All Americans should be outraged by Donald Trump’s advocacy of a “total and complete shutdown of Muslims entering the United States until our country’s representatives can figure out what is going on.” Jews have special reason to be concerned.

I am the grandson of immigrants who came to America in search of freedom from Czarist oppression. I am a historian well aware of the pain and suffering inflicted on countless generations of Jews who were expelled from countries they had long called home and denied entry to other nations because of their religion. And I am a Jew commanded by the Bible to deal fairly with strangers (such as refugees) because “you were strangers in the land of Egypt”—and because our tradition holds that every human being is created in God’s image and is therefore entitled to be treated with dignity and respect.

The lesson of the Exodus, taught again and again by the prophets of the Bible, is that we all have responsibilities to add justice and compassion to God’s world. The lesson of America is that we are all descended from immigrants, and that our country thrives on our coming together: Jews, Christians, Muslims, and others; left, right, and center. Everyone.

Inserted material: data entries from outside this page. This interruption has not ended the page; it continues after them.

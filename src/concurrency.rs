//! Concurrency control: timestamps and multi-version visibility.

pub mod timestamp;
pub mod version;

pub use timestamp::{Timestamp, TimestampOracle};
pub use version::{VersionKey, VersionManager};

Wednesday is the third day of Hanukkah, a holiday which—more than any other on the Jewish calendar—celebrates religious freedom. Antiochus Epiphanes, who promulgated the decrees against Jews that led to the Maccabean revolt in 165 BCE, was neither the first tyrant nor the last to argue that religious difference could not be tolerated. Jews are only one among many religious and ethnic minorities to have suffered from the argument that all members of the community should be punished for the misdeeds of a few, or that their religion itself constituted a threat to the wellbeing of the nation or the world.

Words matter greatly, according to Jewish tradition, and must be carefully weighed. Judaism’s sages taught that three sins are so grave they are not only punished in this world, but bar entry to the world to come: idol-worship, forbidden sexual relations, and murder—“and wicked speech is equal to all of them.” This holds true even for the weakest form of slanderous speech, for it destroys the reputation of those against whom it is deployed.

We’ve all seen words translated all too quickly into violence; Jews and many others have learned through atrocity that aspersions on our character lead to persecution. It is wrong and dangerous to imply that every Muslim is a potential terrorist, just as it is wrong and dangerous to say, because of the killings at a Planned Parenthood clinic in Colorado last week, that every Christian should be viewed as a potential murderer.

Our country, like every other, needs to take concerted action to safeguard its borders and its citizens. Terrorists wreaking havoc on every continent from their base in the Middle East must be stopped before they spread so much fear that civilized countries sacrifice the ideals that are the most important guarantors of our security.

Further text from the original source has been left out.